YOUR OBJECTIVE: Determine how many lines in the material hold the string "bits", then reply with that number only.

START AVAILABLE DATA

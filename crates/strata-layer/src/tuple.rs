//! Order-preserving tuple encoding.
//!
//! Packed tuples sort byte-wise in the same order as their elements, so a
//! range scan over a packed prefix visits exactly the tuples that start with
//! that prefix. The encoding follows the FoundationDB tuple layer for the
//! element types Strata keys use.
//!
//! | Code | Type | Encoding |
//! |------|------|----------|
//! | 0x00 | Null | single byte |
//! | 0x01 | Bytes | null-escaped, 0x00 terminated |
//! | 0x02 | String | UTF-8, null-escaped, 0x00 terminated |
//! | 0x05 | Nested | elements, 0x00 terminated |
//! | 0x0C-0x13 | Negative int | one's complement big-endian, size = 0x14 - code |
//! | 0x14 | Zero | single byte |
//! | 0x15-0x1C | Positive int | big-endian, size = code - 0x14 |
//! | 0x26 / 0x27 | false / true | single byte |

use std::cmp::Ordering;

use snafu::ResultExt;
use snafu::Snafu;

const NULL_CODE: u8 = 0x00;
const BYTES_CODE: u8 = 0x01;
const STRING_CODE: u8 = 0x02;
const NESTED_CODE: u8 = 0x05;
const INT_ZERO_CODE: u8 = 0x14;
const NEG_INT_MIN_CODE: u8 = 0x0C;
const POS_INT_MAX_CODE: u8 = 0x1C;
const FALSE_CODE: u8 = 0x26;
const TRUE_CODE: u8 = 0x27;

/// Second byte of an escaped 0x00 inside byte strings and nested tuples.
const NULL_ESCAPE: u8 = 0xFF;

/// Errors produced while decoding a packed tuple.
#[derive(Debug, Snafu)]
pub enum TupleError {
    /// Input ended in the middle of an element.
    #[snafu(display("unexpected end of input at offset {offset}"))]
    UnexpectedEnd {
        /// Byte offset where the element started.
        offset: usize,
    },

    /// Type code not supported by this encoding.
    #[snafu(display("unknown type code 0x{code:02X} at offset {offset}"))]
    UnknownTypeCode {
        /// The unknown type code.
        code: u8,
        /// Byte offset of the code.
        offset: usize,
    },

    /// String element is not valid UTF-8.
    #[snafu(display("invalid UTF-8 at offset {offset}: {source}"))]
    InvalidUtf8 {
        /// Byte offset of the element.
        offset: usize,
        /// Underlying UTF-8 error.
        source: std::string::FromUtf8Error,
    },

    /// Byte or string element has no terminator.
    #[snafu(display("missing null terminator at offset {offset}"))]
    MissingTerminator {
        /// Byte offset where the element payload started.
        offset: usize,
    },

    /// Decoded integer does not fit in an i64.
    #[snafu(display("integer overflow at offset {offset}"))]
    IntegerOverflow {
        /// Byte offset of the integer.
        offset: usize,
    },

    /// Nested tuple has no terminator.
    #[snafu(display("unterminated nested tuple at offset {offset}"))]
    UnterminatedNested {
        /// Byte offset where the nested payload started.
        offset: usize,
    },
}

/// A single element of a [`Tuple`].
///
/// Ordering matches the ordering of the packed bytes.
#[derive(Debug, Clone, PartialEq, Eq, Hash)]
pub enum Element {
    /// Null (sorts first).
    Null,
    /// Raw byte string.
    Bytes(Vec<u8>),
    /// UTF-8 string.
    String(String),
    /// Signed 64-bit integer.
    Int(i64),
    /// Boolean.
    Bool(bool),
    /// Nested tuple.
    Tuple(Tuple),
}

impl PartialOrd for Element {
    fn partial_cmp(&self, other: &Self) -> Option<Ordering> {
        Some(self.cmp(other))
    }
}

impl Ord for Element {
    fn cmp(&self, other: &Self) -> Ordering {
        let mut lhs = Vec::new();
        let mut rhs = Vec::new();
        self.pack_into(&mut lhs, false);
        other.pack_into(&mut rhs, false);
        lhs.cmp(&rhs)
    }
}

impl Element {
    /// Borrow the payload of a `Bytes` element.
    pub fn as_bytes(&self) -> Option<&[u8]> {
        match self {
            Element::Bytes(bytes) => Some(bytes),
            _ => None,
        }
    }

    /// Borrow the payload of a `String` element.
    pub fn as_str(&self) -> Option<&str> {
        match self {
            Element::String(s) => Some(s),
            _ => None,
        }
    }

    /// Value of an `Int` element.
    pub fn as_int(&self) -> Option<i64> {
        match self {
            Element::Int(n) => Some(*n),
            _ => None,
        }
    }

    fn pack_into(&self, buf: &mut Vec<u8>, nested: bool) {
        match self {
            Element::Null if nested => {
                buf.push(NULL_CODE);
                buf.push(NULL_ESCAPE);
            }
            Element::Null => buf.push(NULL_CODE),
            Element::Bytes(bytes) => {
                buf.push(BYTES_CODE);
                escape_nulls(bytes, buf);
                buf.push(0x00);
            }
            Element::String(s) => {
                buf.push(STRING_CODE);
                escape_nulls(s.as_bytes(), buf);
                buf.push(0x00);
            }
            Element::Int(n) => encode_int(*n, buf),
            Element::Bool(b) => buf.push(if *b { TRUE_CODE } else { FALSE_CODE }),
            Element::Tuple(t) => {
                buf.push(NESTED_CODE);
                for elem in &t.elements {
                    elem.pack_into(buf, true);
                }
                buf.push(0x00);
            }
        }
    }
}

impl From<()> for Element {
    fn from(_: ()) -> Self {
        Element::Null
    }
}

impl From<Vec<u8>> for Element {
    fn from(v: Vec<u8>) -> Self {
        Element::Bytes(v)
    }
}

impl From<&[u8]> for Element {
    fn from(v: &[u8]) -> Self {
        Element::Bytes(v.to_vec())
    }
}

impl From<String> for Element {
    fn from(s: String) -> Self {
        Element::String(s)
    }
}

impl From<&str> for Element {
    fn from(s: &str) -> Self {
        Element::String(s.to_string())
    }
}

impl From<i64> for Element {
    fn from(n: i64) -> Self {
        Element::Int(n)
    }
}

impl From<bool> for Element {
    fn from(b: bool) -> Self {
        Element::Bool(b)
    }
}

impl From<Tuple> for Element {
    fn from(t: Tuple) -> Self {
        Element::Tuple(t)
    }
}

impl<T: Into<Element>> From<Option<T>> for Element {
    fn from(value: Option<T>) -> Self {
        value.map(Into::into).unwrap_or(Element::Null)
    }
}

/// An ordered collection of typed elements that packs into sortable bytes.
///
/// ```
/// use strata_layer::Tuple;
///
/// let a = Tuple::new().push("tenants").push(1i64);
/// let b = Tuple::new().push("tenants").push(2i64);
/// assert!(a.pack() < b.pack());
/// assert_eq!(Tuple::unpack(&a.pack()).unwrap(), a);
/// ```
#[derive(Debug, Clone, PartialEq, Eq, Hash, Default)]
pub struct Tuple {
    elements: Vec<Element>,
}

impl Tuple {
    /// Create an empty tuple.
    pub fn new() -> Self {
        Self { elements: Vec::new() }
    }

    /// Append an element (builder style).
    pub fn push<E: Into<Element>>(mut self, element: E) -> Self {
        self.elements.push(element.into());
        self
    }

    /// Append an element in place.
    pub fn push_mut<E: Into<Element>>(&mut self, element: E) {
        self.elements.push(element.into());
    }

    /// Number of elements.
    pub fn len(&self) -> usize {
        self.elements.len()
    }

    /// True when the tuple has no elements.
    pub fn is_empty(&self) -> bool {
        self.elements.is_empty()
    }

    /// Element at `index`.
    pub fn get(&self, index: usize) -> Option<&Element> {
        self.elements.get(index)
    }

    /// Iterate over the elements.
    pub fn iter(&self) -> impl Iterator<Item = &Element> {
        self.elements.iter()
    }

    /// Consume the tuple, returning its elements.
    pub fn into_elements(self) -> Vec<Element> {
        self.elements
    }

    /// Pack into a new buffer.
    pub fn pack(&self) -> Vec<u8> {
        let mut buf = Vec::with_capacity(self.elements.len() * 8);
        self.pack_into(&mut buf);
        buf
    }

    /// Pack, appending to `buf`.
    pub fn pack_into(&self, buf: &mut Vec<u8>) {
        for elem in &self.elements {
            elem.pack_into(buf, false);
        }
    }

    /// Decode a packed tuple. Every byte of `data` must belong to an element.
    pub fn unpack(data: &[u8]) -> Result<Self, TupleError> {
        let mut decoder = Decoder { data, offset: 0 };
        let mut tuple = Tuple::new();
        while decoder.offset < data.len() {
            tuple.elements.push(decoder.element()?);
        }
        Ok(tuple)
    }

    /// Key range `[packed, packed ++ 0xFF)` covering every tuple that extends this one.
    pub fn range(&self) -> (Vec<u8>, Vec<u8>) {
        let start = self.pack();
        let mut end = start.clone();
        end.push(0xFF);
        (start, end)
    }
}

impl PartialOrd for Tuple {
    fn partial_cmp(&self, other: &Self) -> Option<Ordering> {
        Some(self.cmp(other))
    }
}

impl Ord for Tuple {
    fn cmp(&self, other: &Self) -> Ordering {
        self.pack().cmp(&other.pack())
    }
}

// =============================================================================
// Encoding
// =============================================================================

fn escape_nulls(bytes: &[u8], buf: &mut Vec<u8>) {
    for &b in bytes {
        buf.push(b);
        if b == 0x00 {
            buf.push(NULL_ESCAPE);
        }
    }
}

/// Number of big-endian bytes needed to hold `n` (1..=8).
fn int_size(n: u64) -> u8 {
    let bits = 64 - n.leading_zeros();
    bits.div_ceil(8).max(1) as u8
}

fn encode_int(n: i64, buf: &mut Vec<u8>) {
    if n == 0 {
        buf.push(INT_ZERO_CODE);
        return;
    }
    let magnitude = n.unsigned_abs();
    let size = int_size(magnitude);
    let bytes = if n > 0 {
        buf.push(INT_ZERO_CODE + size);
        magnitude.to_be_bytes()
    } else {
        buf.push(INT_ZERO_CODE - size);
        (!magnitude).to_be_bytes()
    };
    buf.extend_from_slice(&bytes[8 - size as usize..]);
}

// =============================================================================
// Decoding
// =============================================================================

struct Decoder<'a> {
    data: &'a [u8],
    offset: usize,
}

impl Decoder<'_> {
    fn element(&mut self) -> Result<Element, TupleError> {
        let start = self.offset;
        let code = *self.data.get(start).ok_or(TupleError::UnexpectedEnd { offset: start })?;
        self.offset += 1;

        match code {
            NULL_CODE => Ok(Element::Null),
            BYTES_CODE => Ok(Element::Bytes(self.escaped_bytes()?)),
            STRING_CODE => {
                let bytes = self.escaped_bytes()?;
                let s = String::from_utf8(bytes).context(InvalidUtf8Snafu { offset: start })?;
                Ok(Element::String(s))
            }
            NESTED_CODE => Ok(Element::Tuple(self.nested()?)),
            FALSE_CODE => Ok(Element::Bool(false)),
            TRUE_CODE => Ok(Element::Bool(true)),
            NEG_INT_MIN_CODE..=POS_INT_MAX_CODE => self.int(code, start).map(Element::Int),
            _ => Err(TupleError::UnknownTypeCode { code, offset: start }),
        }
    }

    fn escaped_bytes(&mut self) -> Result<Vec<u8>, TupleError> {
        let start = self.offset;
        let mut out = Vec::new();
        while let Some(&b) = self.data.get(self.offset) {
            if b == 0x00 {
                if self.data.get(self.offset + 1) == Some(&NULL_ESCAPE) {
                    out.push(0x00);
                    self.offset += 2;
                    continue;
                }
                self.offset += 1;
                return Ok(out);
            }
            out.push(b);
            self.offset += 1;
        }
        Err(TupleError::MissingTerminator { offset: start })
    }

    fn int(&mut self, code: u8, start: usize) -> Result<i64, TupleError> {
        if code == INT_ZERO_CODE {
            return Ok(0);
        }
        let size = code.abs_diff(INT_ZERO_CODE) as usize;
        let end = self.offset + size;
        let payload = self.data.get(self.offset..end).ok_or(TupleError::UnexpectedEnd { offset: start })?;
        self.offset = end;

        let mut raw = [0u8; 8];
        raw[8 - size..].copy_from_slice(payload);
        let value = u64::from_be_bytes(raw);

        if code > INT_ZERO_CODE {
            return i64::try_from(value).map_err(|_| TupleError::IntegerOverflow { offset: start });
        }
        let mask = if size == 8 { u64::MAX } else { (1u64 << (size * 8)) - 1 };
        let magnitude = !value & mask;
        match magnitude.cmp(&i64::MIN.unsigned_abs()) {
            Ordering::Greater => Err(TupleError::IntegerOverflow { offset: start }),
            Ordering::Equal => Ok(i64::MIN),
            Ordering::Less => Ok(-(magnitude as i64)),
        }
    }

    fn nested(&mut self) -> Result<Tuple, TupleError> {
        let start = self.offset;
        let mut tuple = Tuple::new();
        while let Some(&b) = self.data.get(self.offset) {
            if b == 0x00 {
                if self.data.get(self.offset + 1) == Some(&NULL_ESCAPE) {
                    tuple.elements.push(Element::Null);
                    self.offset += 2;
                    continue;
                }
                self.offset += 1;
                return Ok(tuple);
            }
            tuple.elements.push(self.element()?);
        }
        Err(TupleError::UnterminatedNested { offset: start })
    }
}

END AVAILABLE DATA

FINISHED EXERCISE: 2